Abstract: The bond-dependent Ising interaction present in the Kitaev model has attracted considerable attention. The appearance of an unexpected intermediate phase under a magnetic field is particularly intriguing, and one may wonder if a similar phase occurs in the Kitaev spin chain with alternating $x$- and $y$-bond Ising interactions. Previous studies have focused on a transverse field, $h_z$, and reported a direct transition to the polarized state.

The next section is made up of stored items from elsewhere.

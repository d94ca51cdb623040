//! Buffered control + output messages.
//!
//! Producers (input, AI, tests) never touch the `BulletHell` resource directly.
//! They write intent; the projectile systems are the single writer that applies it.
//!
//! - `SelectPattern` / `SpawnPattern`: control in.
//! - `ImpactEffect`: confirmed hits out. Receivers own whatever they spawn for it.

use bevy::prelude::*;

use super::pattern::BulletPattern;

/// Swap the pattern used by the next volley.
#[derive(Message, Clone, Copy, Debug, PartialEq)]
pub struct SelectPattern(pub BulletPattern);

/// Fire one volley from the `BulletOrigin` anchor.
#[derive(Message, Clone, Copy, Debug, Default)]
pub struct SpawnPattern;

/// A bullet hit `surface` at `position`.
#[derive(Message, Clone, Copy, Debug, PartialEq)]
pub struct ImpactEffect {
    pub position: Vec3,
    pub normal: Vec3,
    pub surface: Entity,
}
//! Test helpers.
//!
//! Bevy provides `World::run_system_once` (via the `RunSystemOnce` trait) for quickly
//! executing a system in tests without building a full schedule.
//!
//! Systems that use `Commands` enqueue structural changes; applying them is normally handled by
//! `ApplyDeferred` / schedule boundaries. We call `world.flush()` after running so queued commands
//! are applied before assertions.

use bevy::ecs::system::{IntoSystem, RunSystemOnce};
use bevy::prelude::*;

/// Run a system once on the given world, then flush deferred commands.
/// Returns the system output.
pub fn run_system_once<T, Out, Marker>(world: &mut World, system: T) -> Out
where
    T: IntoSystem<(), Out, Marker>,
{
    let out = world.run_system_once(system).expect("system run failed");
    world.flush();
    out
}

/// Deterministic xorshift32 stream for randomized invariant checks.
pub struct XorShift(u32);

impl XorShift {
    pub fn new(seed: u32) -> Self {
        Self(if seed == 0 { 1 } else { seed })
    }

    pub fn next_u32(&mut self) -> u32 {
        let mut x = self.0;
        x ^= x << 13;
        x ^= x >> 17;
        x ^= x << 5;
        self.0 = x;
        x
    }

    /// Uniform integer in `0..max`.
    pub fn below(&mut self, max: u32) -> u32 {
        ((self.next_u32() as u64 * max as u64) >> 32) as u32
    }
}

/// In-memory [`BulletFactory`](crate::plugins::projectiles::pool::BulletFactory) that records
/// every lifecycle call, so pool tests can check ownership without an ECS world.
#[derive(Default, Debug)]
pub struct RecordingFactory {
    next: u32,
    pub live: std::collections::BTreeSet<u32>,
    pub active: std::collections::BTreeSet<u32>,
    pub created: usize,
    pub destroyed: usize,
}

impl crate::plugins::projectiles::pool::BulletFactory for RecordingFactory {
    type Handle = u32;

    fn create(&mut self) -> u32 {
        let h = self.next;
        self.next += 1;
        self.created += 1;
        self.live.insert(h);
        h
    }

    fn activate(&mut self, handle: u32) {
        assert!(self.live.contains(&handle), "activate on destroyed handle {handle}");
        assert!(self.active.insert(handle), "handle {handle} activated twice");
    }

    fn deactivate(&mut self, handle: u32) {
        assert!(self.active.remove(&handle), "handle {handle} deactivated while inactive");
    }

    fn destroy(&mut self, handle: u32) {
        assert!(!self.active.contains(&handle), "destroyed active handle {handle}");
        assert!(self.live.remove(&handle), "handle {handle} destroyed twice");
        self.destroyed += 1;
    }
}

Here, we investigate phases with arbitrary angle of two longitudinal fields, $h_x$ and $h_y$. For a magnetic field applied along the diagonal, $h_x$=$h_y$, the chain remains gapless up to a critical field $h^{c_1}_{xy}$. Surprisingly, above $h^{c1}_{xy}$ it enters an unusual intermediate phase before reaching the polarized state at $h^{c_2}_{xy}$. This phase is characterized by a staggered vector chirality and for periodic boundary conditions, a two-fold degeneracy with a finite gap. For open boundary systems the ground-state exhibits a single soliton, lowering the energy, and gapless excitations. However, the corresponding anti-soliton raises the energy sufficiently that a gap appears for soliton and anti-soliton pairs in periodic systems. An intuitive variational picture is developed describing the soliton phase.